Gestion des risques

La Nouvelle-Aquitaine s'apprête à étendre sa politique de dépistage du Covid-19

Face à la progression du Covid-19 en France, la Nouvelle-Aquitaine s'attend à un afflux de patients dans les jours à venir. Pour s'y préparer, elle compte intensifier sa campagne de dépistage des patients symptomatiques dans les CHU.La situation se tend en Nouvelle-Aquitaine. Depuis le 24 janvier, la région a compté 207 cas confirmés et un seul département, le Lot-et-Garonne, a atteint le seuil de zone épidémique. Territoire plus épargné que d'autres par le virus, la plupart des 1 610 lits en réanimation y sont pourtant occupés en raison de la crise sanitaire. "Ce petit temps d'avance que nous avons vis-à-vis de la phase épidémique nous permet de nous préparer et d'appeler à la mobilisation de tous", a déclaré Michel Laforcade, directeur de l'ARS Nouvelle-Aquitaine, lors d'un point presse téléphonique ce 17 mars. 482 lits en réanimation sont aujourd'hui disponibles grâce à une politique de reprogrammation des opérations chirurgicales et médicales non urgentes.

Politique vertueuse de dépistage

Après le passage au stade 3 du dispositif de gestion de la crise sanitaire, les tests de dépistage devraient être réservés aux patients dans un état grave. Pourtant l'ARS a annoncé qu'elle poursuivrait et même élargirait sa politique de dépistage de toutes les personnes présentant des symptômes de contamination si elles se sont rendues dans une zone où le virus circule ou si elles ont été en contact avec des personnes infectées.

"Notre politique vertueuse de dépistage systématiques doit être l'une des raisons de la progression plus lente de la maladie en Nouvelle-Aquitaine, estime Michel Laforcade. Nous continuerons donc à dépister largement dans les trois CHU de la région." Le CHU de Bordeaux (Gironde) passera ainsi d'une capacité de dépistage de 90 personnes par jour à 300 personnes. Ceux de Poitiers (Vienne) et Limoges (Haute-Vienne) pourront tester 40 patients de plus chacun par jour. L'ARS a également annoncé que plusieurs laboratoires privés étaient candidats pour participer à ces tests.

Deux millions de masques périmés déstockés

L'ARS réquisitionne également deux millions de masques FFP2 et chirurgicaux pour réapprovisionner les hôpitaux et médecins de ville. "Les experts estiment que les masques périmés présentent les mêmes garanties que les autres, si ce n'est que leurs élastiques sont moins solides." Les stocks seront également redéployés entre les établissements. Les 500 000 masques FFP2 présents dans les établissements médico-sociaux seront ainsi répartis en fonction des besoins. Cette mesure permettra de pallier le manque de matériel des professionnels de santé, pour lesquels la Société française d'hygiène hospitalière a précisé la réutilisation des masques (lire notre article).

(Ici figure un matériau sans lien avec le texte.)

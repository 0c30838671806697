//! Domain types and validators for deskcast configuration.
//!
//! Pure functions only: no I/O, no async, no filesystem access.

use std::path::PathBuf;
use std::time::Duration;

use anyhow::Result;
use serde::{Deserialize, Serialize};

use crate::domain::error::ConfigError;
use crate::domain::firewall::{PortRule, default_rules};

// ── Config schema ────────────────────────────────────────────────────────────

/// Top-level configuration stored in `~/.deskcast/config.yaml`.
#[derive(Debug, Clone, Serialize, Deserialize, Default)]
#[serde(default)]
pub struct DeskcastConfig {
    /// Settle durations and readiness budgets.
    pub timing: TimingConfig,
    /// Failure policies.
    pub policy: PolicyConfig,
    /// Packages installed from the system repositories.
    pub packages: PackagesConfig,
    /// Ports opened in the firewall.
    pub firewall: FirewallConfig,
    /// Downloaded `.deb` artifacts.
    pub artifacts: ArtifactsConfig,
    /// Fixed filesystem locations.
    pub paths: PathsConfig,
}

/// Every wait the provisioner performs.
#[derive(Debug, Clone, Serialize, Deserialize)]
#[serde(default)]
pub struct TimingConfig {
    /// Pause after stale-state cleanup issues its terminations.
    pub cleanup_settle_ms: u64,
    /// Pause after terminating a session before starting its replacement.
    pub session_settle_ms: u64,
    /// Interval between readiness probes.
    pub poll_interval_ms: u64,
    /// Budget for the display server to answer a display-info query.
    pub display_timeout_secs: u64,
    /// Wait before checking the desktop session is alive.
    pub desktop_settle_secs: u64,
    /// Wait after each streaming-server launch before checking it.
    pub app_settle_secs: u64,
    /// Budget for the tunnel URL to appear in the tunnel log.
    pub tunnel_timeout_secs: u64,
}

impl Default for TimingConfig {
    fn default() -> Self {
        Self {
            cleanup_settle_ms: 2000,
            session_settle_ms: 1000,
            poll_interval_ms: 1000,
            display_timeout_secs: 5,
            desktop_settle_secs: 3,
            app_settle_secs: 3,
            tunnel_timeout_secs: 15,
        }
    }
}

impl TimingConfig {
    #[must_use]
    pub fn cleanup_settle(&self) -> Duration {
        Duration::from_millis(self.cleanup_settle_ms)
    }

    #[must_use]
    pub fn session_settle(&self) -> Duration {
        Duration::from_millis(self.session_settle_ms)
    }

    #[must_use]
    pub fn poll_interval(&self) -> Duration {
        Duration::from_millis(self.poll_interval_ms)
    }

    #[must_use]
    pub fn display_timeout(&self) -> Duration {
        Duration::from_secs(self.display_timeout_secs)
    }

    #[must_use]
    pub fn desktop_settle(&self) -> Duration {
        Duration::from_secs(self.desktop_settle_secs)
    }

    #[must_use]
    pub fn app_settle(&self) -> Duration {
        Duration::from_secs(self.app_settle_secs)
    }

    #[must_use]
    pub fn tunnel_timeout(&self) -> Duration {
        Duration::from_secs(self.tunnel_timeout_secs)
    }
}

/// Failure policies.
#[derive(Debug, Clone, Serialize, Deserialize)]
#[serde(default)]
pub struct PolicyConfig {
    /// Abort when the desktop session is not alive after start (default).
    /// When `false` the run only warns and continues.
    pub strict_desktop: bool,
}

impl Default for PolicyConfig {
    fn default() -> Self {
        Self {
            strict_desktop: true,
        }
    }
}

/// Repository packages.
#[derive(Debug, Clone, Serialize, Deserialize)]
#[serde(default)]
pub struct PackagesConfig {
    pub install: Vec<String>,
}

impl Default for PackagesConfig {
    fn default() -> Self {
        let install = [
            "tmux",
            "ufw",
            "xserver-xorg-core",
            "xserver-xorg-video-dummy",
            "xserver-xorg-input-libinput",
            "x11-utils",
            "xfce4",
            "xfce4-terminal",
            "dbus-x11",
            "pulseaudio",
        ];
        Self {
            install: install.iter().map(ToString::to_string).collect(),
        }
    }
}

/// Firewall port table.
#[derive(Debug, Clone, Serialize, Deserialize)]
#[serde(default)]
pub struct FirewallConfig {
    pub rules: Vec<PortRule>,
}

impl Default for FirewallConfig {
    fn default() -> Self {
        Self {
            rules: default_rules(),
        }
    }
}

/// A versioned `.deb` artifact.
#[derive(Debug, Clone, Serialize, Deserialize, PartialEq, Eq)]
pub struct Artifact {
    /// Executable looked up on `PATH` to decide whether to skip the install.
    pub binary: String,
    /// Package name reported in messages.
    pub package: String,
    pub version: String,
    /// Download URL with a `{version}` placeholder.
    pub url_template: String,
}

impl Artifact {
    /// The download URL with the version substituted.
    #[must_use]
    pub fn url(&self) -> String {
        self.url_template.replace("{version}", &self.version)
    }

    /// Last path segment of [`Artifact::url`], used as the temp file name.
    #[must_use]
    pub fn file_name(&self) -> String {
        let url = self.url();
        url.rsplit('/')
            .next()
            .filter(|s| !s.is_empty())
            .map_or_else(|| format!("{}.deb", self.package), str::to_string)
    }
}

/// The two third-party artifacts.
#[derive(Debug, Clone, Serialize, Deserialize)]
#[serde(default)]
pub struct ArtifactsConfig {
    pub sunshine: Artifact,
    pub cloudflared: Artifact,
}

impl Default for ArtifactsConfig {
    fn default() -> Self {
        Self {
            sunshine: Artifact {
                binary: "sunshine".into(),
                package: "sunshine".into(),
                version: "0.23.1".into(),
                url_template: "https://github.com/LizardByte/Sunshine/releases/download/v{version}/sunshine-ubuntu-22.04-amd64.deb".into(),
            },
            cloudflared: Artifact {
                binary: "cloudflared".into(),
                package: "cloudflared".into(),
                version: "2024.6.1".into(),
                url_template: "https://github.com/cloudflare/cloudflared/releases/download/{version}/cloudflared-linux-amd64.deb".into(),
            },
        }
    }
}

/// Fixed filesystem locations.
#[derive(Debug, Clone, Serialize, Deserialize)]
#[serde(default)]
pub struct PathsConfig {
    /// Scratch directory for downloads, the tunnel log and the fallback log.
    pub tmp_dir: PathBuf,
    /// Log directory; `~/.deskcast/logs` when unset.
    pub log_dir: Option<PathBuf>,
    /// Dummy monitor/device/screen definition passed to `Xorg -config`.
    pub xorg_config: PathBuf,
    /// Virtual input devices, picked up from `xorg.conf.d`.
    pub input_config: PathBuf,
}

impl Default for PathsConfig {
    fn default() -> Self {
        Self {
            tmp_dir: PathBuf::from("/tmp"),
            log_dir: None,
            xorg_config: PathBuf::from("/etc/X11/deskcast-xorg.conf"),
            input_config: PathBuf::from("/etc/X11/xorg.conf.d/10-deskcast-input.conf"),
        }
    }
}

impl PathsConfig {
    #[must_use]
    pub fn tunnel_log(&self) -> PathBuf {
        self.tmp_dir.join("cloudflared.log")
    }

    #[must_use]
    pub fn direct_launch_log(&self) -> PathBuf {
        self.tmp_dir.join("sunshine-direct.log")
    }
}

// ── Validators ───────────────────────────────────────────────────────────────

impl DeskcastConfig {
    /// Validate cross-field constraints that serde cannot express.
    ///
    /// # Errors
    ///
    /// Returns an error naming the first offending setting.
    pub fn validate(&self) -> Result<()> {
        let t = &self.timing;
        if t.poll_interval_ms == 0 {
            return Err(invalid("timing.poll_interval_ms", "must be greater than zero"));
        }
        for (key, budget) in [
            ("timing.display_timeout_secs", t.display_timeout()),
            ("timing.tunnel_timeout_secs", t.tunnel_timeout()),
        ] {
            if budget < t.poll_interval() {
                return Err(invalid(key, "must not be shorter than timing.poll_interval_ms"));
            }
        }
        if self.packages.install.iter().any(|p| p.trim().is_empty()) {
            return Err(invalid("packages.install", "package names must not be empty"));
        }
        for (key, artifact) in [
            ("artifacts.sunshine", &self.artifacts.sunshine),
            ("artifacts.cloudflared", &self.artifacts.cloudflared),
        ] {
            if !artifact.url_template.starts_with("https://") {
                return Err(invalid(key, "url_template must be an https:// URL"));
            }
            if !artifact.url_template.contains("{version}") {
                return Err(invalid(key, "url_template must contain {version}"));
            }
            if artifact.binary.is_empty() || artifact.version.is_empty() {
                return Err(invalid(key, "binary and version are required"));
            }
        }
        Ok(())
    }
}

fn invalid(key: &str, reason: &str) -> anyhow::Error {
    ConfigError::InvalidValue {
        key: key.to_string(),
        reason: reason.to_string(),
    }
    .into()
}

// ── Unit tests ───────────────────────────────────────────────────────────────
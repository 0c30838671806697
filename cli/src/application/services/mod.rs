//! Application services: use-case orchestration.
//!
//! Each service module implements a single use-case by composing domain logic
//! with port trait calls. Services import only from `crate::domain` and
//! `crate::application::ports`, never from `crate::infra`, `crate::commands`,
//! or `crate::output`.

pub mod cleanup_service;
pub mod desktop;
pub mod display;
pub mod firewall;
pub mod install;
pub mod provision;
pub mod readiness;
pub mod streaming;
pub mod tunnel;
//! Human-readable terminal renderer.

use owo_colors::OwoColorize as _;

use crate::domain::ProvisionSummary;
use crate::output::OutputContext;

/// Renders domain types as human-readable terminal output using `OutputContext`.
pub struct HumanRenderer<'a> {
    ctx: &'a OutputContext,
}

impl<'a> HumanRenderer<'a> {
    /// Create a new `HumanRenderer` wrapping the given output context.
    #[must_use]
    pub fn new(ctx: &'a OutputContext) -> Self {
        Self { ctx }
    }

    /// Render the end-of-run summary.
    ///
    /// The tunnel URL is printed even in quiet mode; it is the one thing a
    /// caller cannot get anywhere else.
    pub fn render_summary(&self, summary: &ProvisionSummary) {
        if self.ctx.quiet {
            println!("{}", summary.tunnel_url);
            return;
        }

        println!();
        self.ctx.header("Streaming host ready");
        self.ctx.kv(
            "Tunnel:     ",
            &summary.tunnel_url.style(self.ctx.styles.url).to_string(),
        );
        self.ctx.kv("Web UI:     ", &summary.web_ui_url);
        self.ctx.kv(
            "Sunshine:   ",
            &format!("pid {} ({})", summary.streaming_pid, launch_mode_display(summary)),
        );
        self.ctx.kv("Logs:       ", &summary.log_dir.display().to_string());
        self.ctx.kv("Tunnel log: ", &summary.tunnel_log.display().to_string());

        println!();
        self.ctx.header("Next steps:");
        for (i, step) in summary.next_steps().iter().enumerate() {
            self.ctx.info(&format!("{}. {step}", i + 1));
        }
    }
}

fn launch_mode_display(summary: &ProvisionSummary) -> &'static str {
    match summary.launch_mode {
        crate::domain::LaunchMode::Session => "tmux session 'sunshine'",
        crate::domain::LaunchMode::Direct => "direct background launch",
    }
}
//! Firewall port table.
//!
//! Rules are written the way `ufw` takes them (`22/tcp`, `47998:48000/udp`)
//! and validated before any rule is applied.

use std::fmt;
use std::str::FromStr;

use serde::{Deserialize, Deserializer, Serialize, Serializer};

use crate::domain::error::ConfigError;

/// Transport protocol of a rule.
#[derive(Debug, Clone, Copy, PartialEq, Eq)]
pub enum Protocol {
    Tcp,
    Udp,
}

impl Protocol {
    fn as_str(self) -> &'static str {
        match self {
            Self::Tcp => "tcp",
            Self::Udp => "udp",
        }
    }
}

/// One port or an inclusive port range.
#[derive(Debug, Clone, Copy, PartialEq, Eq)]
pub enum Ports {
    Single(u16),
    Range(u16, u16),
}

/// A single allow rule.
#[derive(Debug, Clone, Copy, PartialEq, Eq)]
pub struct PortRule {
    pub ports: Ports,
    pub protocol: Protocol,
}

impl PortRule {
    #[must_use]
    pub const fn tcp(port: u16) -> Self {
        Self {
            ports: Ports::Single(port),
            protocol: Protocol::Tcp,
        }
    }

    #[must_use]
    pub const fn udp_range(start: u16, end: u16) -> Self {
        Self {
            ports: Ports::Range(start, end),
            protocol: Protocol::Udp,
        }
    }
}

/// SSH management port plus the Sunshine web UI, control and stream ports.
#[must_use]
pub fn default_rules() -> Vec<PortRule> {
    vec![
        PortRule::tcp(22),
        PortRule::tcp(47984),
        PortRule::tcp(47989),
        PortRule::tcp(47990),
        PortRule::tcp(48010),
        PortRule::udp_range(47998, 48000),
    ]
}

impl fmt::Display for PortRule {
    fn fmt(&self, f: &mut fmt::Formatter<'_>) -> fmt::Result {
        match self.ports {
            Ports::Single(p) => write!(f, "{p}/{}", self.protocol.as_str()),
            Ports::Range(a, b) => write!(f, "{a}:{b}/{}", self.protocol.as_str()),
        }
    }
}

impl FromStr for PortRule {
    type Err = ConfigError;

    fn from_str(s: &str) -> Result<Self, Self::Err> {
        let invalid = |reason: &str| ConfigError::InvalidRule {
            rule: s.to_string(),
            reason: reason.to_string(),
        };

        let (ports, proto) = s
            .split_once('/')
            .ok_or_else(|| invalid("expected <port>/<tcp|udp> or <start>:<end>/<tcp|udp>"))?;
        let protocol = match proto {
            "tcp" => Protocol::Tcp,
            "udp" => Protocol::Udp,
            _ => return Err(invalid("protocol must be tcp or udp")),
        };
        let parse_port = |p: &str| -> Result<u16, ConfigError> {
            match p.parse::<u16>() {
                Ok(0) | Err(_) => Err(invalid("ports must be between 1 and 65535")),
                Ok(n) => Ok(n),
            }
        };
        let ports = match ports.split_once(':') {
            None => Ports::Single(parse_port(ports)?),
            Some((a, b)) => {
                let (start, end) = (parse_port(a)?, parse_port(b)?);
                if start > end {
                    return Err(invalid("range start must not exceed range end"));
                }
                Ports::Range(start, end)
            }
        };
        Ok(Self { ports, protocol })
    }
}

impl Serialize for PortRule {
    fn serialize<S: Serializer>(&self, serializer: S) -> Result<S::Ok, S::Error> {
        serializer.collect_str(self)
    }
}

impl<'de> Deserialize<'de> for PortRule {
    fn deserialize<D: Deserializer<'de>>(deserializer: D) -> Result<Self, D::Error> {
        let raw = String::deserialize(deserializer)?;
        raw.parse().map_err(serde::de::Error::custom)
    }
}
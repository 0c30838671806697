//! Port trait definitions for the Application layer.
//!
//! Ports are the interfaces (contracts) that infrastructure must fulfill.
//! This file imports only from `crate::domain`, never from `crate::infra`,
//! `crate::commands`, or `crate::output`.

use std::path::{Path, PathBuf};
use std::process::Output;
use std::time::Duration;

use anyhow::Result;

use crate::domain::{DeskcastConfig, DetachedSpec, PortRule, SessionSpec};

// ── Command Runner Port ───────────────────────────────────────────────────────

/// Abstracts process execution so infrastructure can be swapped or mocked.
#[allow(async_fn_in_trait)]
pub trait CommandRunner {
    /// Run a program and capture its output.
    ///
    /// Implementations should delegate to `run_with_timeout` using the
    /// instance's configured default timeout.
    async fn run(&self, program: &str, args: &[&str]) -> Result<Output>;
    /// Run a program with a custom timeout override.
    ///
    /// # Errors
    ///
    /// Returns an error if the process cannot be spawned or exceeds `timeout`.
    /// On timeout, the child process must be killed (not left orphaned).
    async fn run_with_timeout(
        &self,
        program: &str,
        args: &[&str],
        timeout: Duration,
    ) -> Result<Output>;
    /// Run a program with stdin piped from `stdin`.
    async fn run_with_stdin(&self, program: &str, args: &[&str], stdin: &[u8]) -> Result<Output>;
    /// Start a program in its own process group with stdout and stderr
    /// appended to `log`, and return its PID without waiting for it.
    ///
    /// # Errors
    ///
    /// Returns an error if the log cannot be opened or the process cannot be spawned.
    fn spawn_detached(
        &self,
        program: &str,
        args: &[&str],
        env: &[(String, String)],
        log: &Path,
    ) -> Result<u32>;
}

// ── System Facade Ports ───────────────────────────────────────────────────────

/// Who the orchestrator runs as.
#[allow(async_fn_in_trait)]
pub trait Identity {
    /// Effective user id of the current process.
    async fn effective_uid(&self) -> Result<u32>;
}

/// Executable lookup on the search path.
pub trait SearchPath {
    /// Full path of `binary` when it is reachable on `PATH`.
    fn which(&self, binary: &str) -> Option<PathBuf>;
}

/// System package manager (elevated).
#[allow(async_fn_in_trait)]
pub trait PackageManager {
    /// Install named packages from the configured repositories.
    async fn install_packages(&self, packages: &[String]) -> Result<Output>;
    /// Install a downloaded package file.
    async fn install_local(&self, package: &Path) -> Result<Output>;
}

/// Artifact download.
#[allow(async_fn_in_trait)]
pub trait Downloader {
    /// Fetch `url` into `dest`, replacing any existing file.
    async fn download(&self, url: &str, dest: &Path) -> Result<()>;
}

/// Host firewall (elevated).
#[allow(async_fn_in_trait)]
pub trait Firewall {
    /// Allow inbound traffic matching `rule`.
    async fn allow(&self, rule: &PortRule) -> Result<Output>;
    /// Turn enforcement on.
    async fn enable(&self) -> Result<Output>;
}

/// The OS process table.
#[allow(async_fn_in_trait)]
pub trait ProcessTable {
    /// PID of the oldest process whose name is exactly `name`.
    async fn pid_of(&self, name: &str) -> Result<Option<u32>>;
    /// Force-kill every process named exactly `name`. `Ok(false)` when none matched.
    async fn kill_by_name(&self, name: &str) -> Result<bool>;
    /// Force-kill every process whose full command line matches `pattern`.
    async fn kill_by_pattern(&self, pattern: &str) -> Result<bool>;
    /// Start a background process outside any managed session.
    async fn spawn_detached(&self, spec: &DetachedSpec) -> Result<u32>;
    /// Human-readable process listing for diagnostics.
    async fn snapshot(&self) -> Result<String>;
}

/// Detachable named sessions (tmux).
#[allow(async_fn_in_trait)]
pub trait SessionManager {
    /// Start a detached session running `spec`.
    async fn start(&self, spec: &SessionSpec) -> Result<()>;
    /// Whether a session called `name` is alive.
    async fn exists(&self, name: &str) -> Result<bool>;
    /// Terminate the session called `name`. `Ok(false)` when there was none.
    async fn terminate(&self, name: &str) -> Result<bool>;
    /// Listing of all sessions for diagnostics.
    async fn list(&self) -> Result<String>;
}

/// Display-info query against an X display.
#[allow(async_fn_in_trait)]
pub trait DisplayProbe {
    /// `true` when the display answers.
    async fn is_ready(&self, display: &str) -> Result<bool>;
}

/// Filesystem access, including writes to root-owned locations.
#[allow(async_fn_in_trait)]
pub trait SystemFs {
    /// Write `content` to a root-owned `path`, creating parent directories.
    async fn write_root_file(&self, path: &Path, content: &[u8]) -> Result<()>;
    /// Remove a root-owned file. A missing file is not an error.
    async fn remove_root_file(&self, path: &Path) -> Result<()>;
    /// Create a user-owned directory and its parents.
    fn create_dir_all(&self, path: &Path) -> Result<()>;
    /// Remove a user-owned file. A missing file is not an error.
    fn remove_file(&self, path: &Path) -> Result<()>;
    /// Read a file, `Ok(None)` when it does not exist.
    fn read_to_string(&self, path: &Path) -> Result<Option<String>>;
}

/// Suspension between polls and settle waits.
#[allow(async_fn_in_trait)]
pub trait Clock {
    async fn sleep(&self, duration: Duration);
}

/// Composite trait: everything the provisioner needs from the host.
pub trait SystemFacade:
    Identity
    + SearchPath
    + PackageManager
    + Downloader
    + Firewall
    + ProcessTable
    + SessionManager
    + DisplayProbe
    + SystemFs
    + Clock
{
}

/// Blanket implementation: any type implementing every sub-trait is a `SystemFacade`.
impl<T> SystemFacade for T where
    T: Identity
        + SearchPath
        + PackageManager
        + Downloader
        + Firewall
        + ProcessTable
        + SessionManager
        + DisplayProbe
        + SystemFs
        + Clock
{
}

// ── Config Port ───────────────────────────────────────────────────────────────

/// Abstracts loading of the orchestrator configuration.
pub trait ConfigStore {
    /// Load and validate the configuration; defaults when no file exists.
    ///
    /// # Errors
    ///
    /// Returns an error if the file cannot be read, parsed, or validated.
    fn load(&self) -> Result<DeskcastConfig>;
    /// Path of the configuration file.
    fn path(&self) -> Result<PathBuf>;
}

// ── Asset Port ────────────────────────────────────────────────────────────────

/// Abstracts access to the static configuration files compiled into the binary.
pub trait AssetSource {
    /// Get the raw bytes of a single embedded asset.
    fn get_asset(&self, name: &str) -> Result<&'static [u8]>;
}

// ── Progress Reporting Port ───────────────────────────────────────────────────

/// Abstracts progress reporting so services can emit events without
/// depending on the Presentation layer. Synchronous.
pub trait ProgressReporter {
    /// Emit an in-progress step message.
    fn step(&self, message: &str);
    /// Emit a success message.
    fn success(&self, message: &str);
    /// Emit a warning message.
    fn warn(&self, message: &str);
    /// Emit a line that another indicator (a download bar) draws below.
    /// A running step indicator is settled first.
    fn detail(&self, message: &str);
}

Poste médical avancé et site de pharmacovigilance

Au CHU de Bordeaux, les professionnels de santé se disent "en ordre de bataille". L'hôpital a ainsi mis en place un poste médical avancé en amont des urgences du CHU pour accueillir les patients Covid-19. "Les dépistages de cas contacts est une stratégie qui a été favorable à la région, explique Yann Bubien, directeur général, lors d'un point presse le 17 mars. On devrait pouvoir bénéficier d'une moindre diffusion dans le Grand-Ouest." Un site de pharmacovigilance destiné au grand public a également été réalisé en collaboration avec le Réseau français des centres régionaux de pharmacovigilance, le département hospitalo-universitaire de pharmacologie de Bordeaux et la Synapse Medicine.